_What to produce_. Using the material below, print the line that contains "let mut touched = false;", the line that contains "if rewriter.lang().as_deref() == Some(fallback.current_lang)", and every line in between, exactly and nothing else.

---------- Given records ----------

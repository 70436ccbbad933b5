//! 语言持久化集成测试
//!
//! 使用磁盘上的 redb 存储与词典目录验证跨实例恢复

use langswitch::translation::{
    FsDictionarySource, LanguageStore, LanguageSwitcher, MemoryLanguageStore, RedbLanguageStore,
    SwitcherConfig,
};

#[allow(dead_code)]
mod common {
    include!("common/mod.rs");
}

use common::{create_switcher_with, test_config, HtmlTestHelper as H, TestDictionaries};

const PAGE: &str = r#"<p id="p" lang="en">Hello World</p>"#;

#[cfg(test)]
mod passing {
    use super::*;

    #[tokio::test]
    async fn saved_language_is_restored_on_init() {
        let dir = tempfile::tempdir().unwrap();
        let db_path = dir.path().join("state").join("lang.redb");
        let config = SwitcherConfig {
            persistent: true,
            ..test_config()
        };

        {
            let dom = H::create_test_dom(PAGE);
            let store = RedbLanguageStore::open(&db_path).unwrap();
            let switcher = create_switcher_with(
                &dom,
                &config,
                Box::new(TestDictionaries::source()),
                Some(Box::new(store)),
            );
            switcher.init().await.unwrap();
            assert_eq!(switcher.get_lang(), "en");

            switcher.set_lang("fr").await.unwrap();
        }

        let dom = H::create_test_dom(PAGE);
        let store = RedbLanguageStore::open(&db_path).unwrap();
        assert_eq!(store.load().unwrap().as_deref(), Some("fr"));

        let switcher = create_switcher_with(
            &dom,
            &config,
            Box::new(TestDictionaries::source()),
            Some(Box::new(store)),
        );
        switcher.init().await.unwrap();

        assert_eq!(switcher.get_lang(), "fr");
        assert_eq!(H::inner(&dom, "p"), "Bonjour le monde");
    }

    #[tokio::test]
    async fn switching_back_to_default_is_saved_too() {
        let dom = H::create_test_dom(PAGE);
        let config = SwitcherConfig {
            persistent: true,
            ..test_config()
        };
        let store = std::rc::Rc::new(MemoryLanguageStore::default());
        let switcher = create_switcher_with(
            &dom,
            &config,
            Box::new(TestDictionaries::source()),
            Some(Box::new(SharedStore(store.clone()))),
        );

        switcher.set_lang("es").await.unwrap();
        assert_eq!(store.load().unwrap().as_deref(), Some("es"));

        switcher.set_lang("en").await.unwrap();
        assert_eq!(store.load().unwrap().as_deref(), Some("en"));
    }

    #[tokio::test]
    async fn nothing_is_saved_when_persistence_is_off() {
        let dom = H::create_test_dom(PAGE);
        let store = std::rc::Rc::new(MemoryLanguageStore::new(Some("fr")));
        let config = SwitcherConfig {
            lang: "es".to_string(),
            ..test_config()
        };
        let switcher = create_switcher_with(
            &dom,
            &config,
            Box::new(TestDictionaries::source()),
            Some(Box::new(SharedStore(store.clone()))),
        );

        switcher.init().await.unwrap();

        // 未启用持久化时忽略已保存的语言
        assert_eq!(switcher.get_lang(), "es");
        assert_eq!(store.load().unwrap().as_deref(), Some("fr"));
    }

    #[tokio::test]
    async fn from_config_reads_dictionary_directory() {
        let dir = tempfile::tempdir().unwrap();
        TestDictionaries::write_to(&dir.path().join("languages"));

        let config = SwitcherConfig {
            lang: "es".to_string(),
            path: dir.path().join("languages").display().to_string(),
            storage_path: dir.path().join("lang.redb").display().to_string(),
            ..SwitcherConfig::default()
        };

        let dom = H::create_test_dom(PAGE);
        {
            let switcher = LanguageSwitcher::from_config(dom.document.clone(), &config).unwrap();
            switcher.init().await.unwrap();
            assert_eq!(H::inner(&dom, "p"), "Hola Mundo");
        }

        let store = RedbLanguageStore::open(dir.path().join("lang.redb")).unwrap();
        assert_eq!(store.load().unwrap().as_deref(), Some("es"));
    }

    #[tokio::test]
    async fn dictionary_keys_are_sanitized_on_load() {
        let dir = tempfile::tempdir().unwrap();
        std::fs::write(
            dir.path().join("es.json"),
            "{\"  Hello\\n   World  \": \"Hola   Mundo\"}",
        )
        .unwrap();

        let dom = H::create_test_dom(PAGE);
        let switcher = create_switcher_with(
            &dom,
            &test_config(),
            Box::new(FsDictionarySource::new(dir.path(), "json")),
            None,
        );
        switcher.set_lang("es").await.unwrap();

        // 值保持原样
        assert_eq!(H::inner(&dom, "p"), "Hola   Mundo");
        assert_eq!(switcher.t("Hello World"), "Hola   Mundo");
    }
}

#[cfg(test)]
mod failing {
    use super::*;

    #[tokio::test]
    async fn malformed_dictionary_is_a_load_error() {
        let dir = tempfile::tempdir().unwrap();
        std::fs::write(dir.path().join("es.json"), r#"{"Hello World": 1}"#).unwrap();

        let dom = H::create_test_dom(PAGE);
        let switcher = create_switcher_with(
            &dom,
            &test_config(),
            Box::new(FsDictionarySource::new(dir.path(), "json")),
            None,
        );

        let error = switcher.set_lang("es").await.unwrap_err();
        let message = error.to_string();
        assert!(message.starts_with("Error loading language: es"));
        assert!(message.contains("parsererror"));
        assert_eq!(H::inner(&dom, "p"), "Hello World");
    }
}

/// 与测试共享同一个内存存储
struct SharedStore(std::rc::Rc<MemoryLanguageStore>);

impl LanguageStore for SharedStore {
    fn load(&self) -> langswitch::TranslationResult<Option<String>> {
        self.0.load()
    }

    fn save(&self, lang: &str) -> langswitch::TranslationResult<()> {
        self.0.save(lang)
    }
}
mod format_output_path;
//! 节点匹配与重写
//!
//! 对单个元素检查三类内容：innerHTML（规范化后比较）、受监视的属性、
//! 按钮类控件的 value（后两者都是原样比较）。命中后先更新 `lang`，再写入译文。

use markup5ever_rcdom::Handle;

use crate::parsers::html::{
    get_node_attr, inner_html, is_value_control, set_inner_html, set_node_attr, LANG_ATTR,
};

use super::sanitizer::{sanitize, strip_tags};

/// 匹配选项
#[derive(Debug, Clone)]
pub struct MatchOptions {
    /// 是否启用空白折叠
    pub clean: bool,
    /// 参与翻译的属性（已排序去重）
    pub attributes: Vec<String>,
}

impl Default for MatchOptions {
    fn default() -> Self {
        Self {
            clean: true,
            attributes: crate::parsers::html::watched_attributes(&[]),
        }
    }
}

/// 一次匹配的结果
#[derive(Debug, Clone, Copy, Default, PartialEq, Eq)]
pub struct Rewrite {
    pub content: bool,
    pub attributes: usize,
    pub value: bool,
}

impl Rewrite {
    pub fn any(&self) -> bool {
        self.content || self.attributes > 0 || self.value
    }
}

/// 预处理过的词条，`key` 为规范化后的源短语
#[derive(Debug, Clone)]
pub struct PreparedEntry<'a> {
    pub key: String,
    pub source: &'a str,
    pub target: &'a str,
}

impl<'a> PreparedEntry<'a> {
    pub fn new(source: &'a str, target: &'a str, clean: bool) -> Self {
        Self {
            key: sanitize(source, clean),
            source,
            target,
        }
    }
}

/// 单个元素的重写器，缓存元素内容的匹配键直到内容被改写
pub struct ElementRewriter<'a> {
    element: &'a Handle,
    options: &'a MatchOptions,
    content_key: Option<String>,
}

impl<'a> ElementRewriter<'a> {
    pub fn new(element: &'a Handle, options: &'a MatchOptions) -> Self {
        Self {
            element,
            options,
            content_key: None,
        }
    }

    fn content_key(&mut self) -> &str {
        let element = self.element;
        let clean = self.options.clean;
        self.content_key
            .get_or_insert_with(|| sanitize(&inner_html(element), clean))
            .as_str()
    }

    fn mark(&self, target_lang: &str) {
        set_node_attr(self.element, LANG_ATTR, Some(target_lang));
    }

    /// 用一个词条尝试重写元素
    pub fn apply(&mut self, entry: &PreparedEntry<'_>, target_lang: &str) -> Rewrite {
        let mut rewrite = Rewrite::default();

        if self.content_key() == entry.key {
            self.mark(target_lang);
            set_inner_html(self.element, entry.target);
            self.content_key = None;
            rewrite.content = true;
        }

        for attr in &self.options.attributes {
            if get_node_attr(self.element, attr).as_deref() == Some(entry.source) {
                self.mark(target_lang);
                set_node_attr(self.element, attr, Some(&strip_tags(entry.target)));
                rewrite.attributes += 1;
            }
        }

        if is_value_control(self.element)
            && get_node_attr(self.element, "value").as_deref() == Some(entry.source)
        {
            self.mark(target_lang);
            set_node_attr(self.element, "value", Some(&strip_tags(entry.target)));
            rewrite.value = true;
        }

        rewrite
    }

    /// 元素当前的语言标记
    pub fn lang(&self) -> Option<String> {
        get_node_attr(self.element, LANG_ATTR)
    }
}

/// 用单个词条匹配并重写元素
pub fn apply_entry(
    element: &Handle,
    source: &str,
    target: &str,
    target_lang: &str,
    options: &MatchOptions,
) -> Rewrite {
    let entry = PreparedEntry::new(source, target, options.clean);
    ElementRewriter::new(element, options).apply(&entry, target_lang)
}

----------
---------- Given records ----------

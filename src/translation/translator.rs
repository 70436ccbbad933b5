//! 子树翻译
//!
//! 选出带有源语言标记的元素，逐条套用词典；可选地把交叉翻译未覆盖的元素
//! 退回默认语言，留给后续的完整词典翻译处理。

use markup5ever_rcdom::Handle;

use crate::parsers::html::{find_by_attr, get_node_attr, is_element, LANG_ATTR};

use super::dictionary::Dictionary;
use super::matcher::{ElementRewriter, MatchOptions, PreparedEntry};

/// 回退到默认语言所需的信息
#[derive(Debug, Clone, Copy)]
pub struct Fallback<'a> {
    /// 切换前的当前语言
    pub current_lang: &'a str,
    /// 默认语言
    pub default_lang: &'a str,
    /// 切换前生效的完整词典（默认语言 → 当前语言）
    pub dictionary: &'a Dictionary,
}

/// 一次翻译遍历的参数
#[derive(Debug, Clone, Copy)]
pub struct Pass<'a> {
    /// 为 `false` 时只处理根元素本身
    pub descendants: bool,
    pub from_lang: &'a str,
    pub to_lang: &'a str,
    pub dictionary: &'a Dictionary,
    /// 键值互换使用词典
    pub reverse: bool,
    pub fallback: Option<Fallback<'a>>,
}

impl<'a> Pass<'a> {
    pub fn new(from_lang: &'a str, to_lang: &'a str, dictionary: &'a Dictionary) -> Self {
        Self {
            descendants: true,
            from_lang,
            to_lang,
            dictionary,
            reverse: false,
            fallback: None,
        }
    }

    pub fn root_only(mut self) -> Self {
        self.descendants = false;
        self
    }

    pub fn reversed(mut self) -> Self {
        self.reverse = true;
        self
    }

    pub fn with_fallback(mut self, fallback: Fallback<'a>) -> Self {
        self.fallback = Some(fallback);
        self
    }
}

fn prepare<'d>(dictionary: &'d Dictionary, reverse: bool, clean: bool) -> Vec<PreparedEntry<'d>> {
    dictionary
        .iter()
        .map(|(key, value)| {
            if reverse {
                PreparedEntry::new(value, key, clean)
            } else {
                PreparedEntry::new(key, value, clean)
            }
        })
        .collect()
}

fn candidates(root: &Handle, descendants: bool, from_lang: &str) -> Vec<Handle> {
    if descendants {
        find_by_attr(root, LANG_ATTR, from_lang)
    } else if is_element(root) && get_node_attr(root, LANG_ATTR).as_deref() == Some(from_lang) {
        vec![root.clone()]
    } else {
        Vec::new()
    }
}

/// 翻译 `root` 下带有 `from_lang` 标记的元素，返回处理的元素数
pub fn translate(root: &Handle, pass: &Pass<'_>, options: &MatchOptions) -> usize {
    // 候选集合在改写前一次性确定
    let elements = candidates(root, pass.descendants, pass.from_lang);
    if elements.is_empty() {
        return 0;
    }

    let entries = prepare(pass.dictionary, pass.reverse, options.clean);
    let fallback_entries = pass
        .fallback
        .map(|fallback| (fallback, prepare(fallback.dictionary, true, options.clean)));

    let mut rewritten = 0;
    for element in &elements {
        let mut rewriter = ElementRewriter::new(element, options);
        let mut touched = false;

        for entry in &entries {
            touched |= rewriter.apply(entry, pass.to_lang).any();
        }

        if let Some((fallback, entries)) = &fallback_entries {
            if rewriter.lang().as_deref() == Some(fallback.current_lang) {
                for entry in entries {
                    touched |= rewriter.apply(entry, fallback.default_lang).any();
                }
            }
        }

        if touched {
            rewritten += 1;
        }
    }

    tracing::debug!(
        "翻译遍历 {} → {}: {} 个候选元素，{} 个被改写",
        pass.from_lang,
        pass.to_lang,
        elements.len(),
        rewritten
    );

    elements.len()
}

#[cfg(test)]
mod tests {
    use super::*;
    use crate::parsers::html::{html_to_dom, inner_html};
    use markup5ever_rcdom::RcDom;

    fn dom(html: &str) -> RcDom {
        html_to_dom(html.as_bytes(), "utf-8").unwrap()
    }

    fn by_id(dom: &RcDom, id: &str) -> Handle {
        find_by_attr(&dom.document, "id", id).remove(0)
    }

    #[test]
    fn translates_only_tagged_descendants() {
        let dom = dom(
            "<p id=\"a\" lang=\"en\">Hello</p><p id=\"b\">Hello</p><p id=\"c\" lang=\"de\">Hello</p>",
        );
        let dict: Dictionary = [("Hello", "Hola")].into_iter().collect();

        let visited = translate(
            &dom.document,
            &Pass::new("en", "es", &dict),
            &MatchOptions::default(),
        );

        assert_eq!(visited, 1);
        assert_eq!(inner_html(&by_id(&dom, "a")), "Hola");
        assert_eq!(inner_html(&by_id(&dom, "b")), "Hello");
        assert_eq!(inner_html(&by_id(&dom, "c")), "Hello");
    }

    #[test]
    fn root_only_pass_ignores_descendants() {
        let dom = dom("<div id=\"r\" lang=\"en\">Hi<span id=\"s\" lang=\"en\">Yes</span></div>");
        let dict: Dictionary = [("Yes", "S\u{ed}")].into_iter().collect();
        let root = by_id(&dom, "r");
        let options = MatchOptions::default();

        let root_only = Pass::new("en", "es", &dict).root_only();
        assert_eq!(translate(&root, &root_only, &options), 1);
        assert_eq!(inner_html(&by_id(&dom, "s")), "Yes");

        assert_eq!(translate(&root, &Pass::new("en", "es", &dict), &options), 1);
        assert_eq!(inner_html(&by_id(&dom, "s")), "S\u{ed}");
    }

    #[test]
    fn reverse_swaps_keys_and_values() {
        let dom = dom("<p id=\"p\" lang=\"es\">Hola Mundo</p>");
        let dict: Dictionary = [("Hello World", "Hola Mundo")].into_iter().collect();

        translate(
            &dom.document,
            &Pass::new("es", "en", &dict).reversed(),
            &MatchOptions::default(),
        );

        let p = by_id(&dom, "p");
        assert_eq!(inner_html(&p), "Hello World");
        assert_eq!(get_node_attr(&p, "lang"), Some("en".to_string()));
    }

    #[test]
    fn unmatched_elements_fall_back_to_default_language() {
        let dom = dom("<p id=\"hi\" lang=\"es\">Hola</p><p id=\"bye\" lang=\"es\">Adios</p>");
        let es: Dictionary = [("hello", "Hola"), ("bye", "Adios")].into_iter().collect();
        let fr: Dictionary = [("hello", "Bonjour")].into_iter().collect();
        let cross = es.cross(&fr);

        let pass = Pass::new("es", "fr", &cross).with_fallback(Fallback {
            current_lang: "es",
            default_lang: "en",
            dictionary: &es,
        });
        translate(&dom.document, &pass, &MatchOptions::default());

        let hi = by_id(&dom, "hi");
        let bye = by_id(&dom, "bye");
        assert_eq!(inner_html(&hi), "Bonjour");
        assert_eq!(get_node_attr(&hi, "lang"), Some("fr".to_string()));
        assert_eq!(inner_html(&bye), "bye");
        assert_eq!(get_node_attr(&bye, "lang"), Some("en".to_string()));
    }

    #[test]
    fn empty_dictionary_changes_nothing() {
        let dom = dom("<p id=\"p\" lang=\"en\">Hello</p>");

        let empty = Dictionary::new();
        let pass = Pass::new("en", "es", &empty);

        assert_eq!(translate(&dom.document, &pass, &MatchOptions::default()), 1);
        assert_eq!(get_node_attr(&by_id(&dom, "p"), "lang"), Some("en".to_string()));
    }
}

----------

_Solution_.
        let mut touched = false;

        for entry in &entries {
            touched |= rewriter.apply(entry, pass.to_lang).any();
        }

        if let Some((fallback, entries)) = &fallback_entries {
            if rewriter.lang().as_deref() == Some(fallback.current_lang) {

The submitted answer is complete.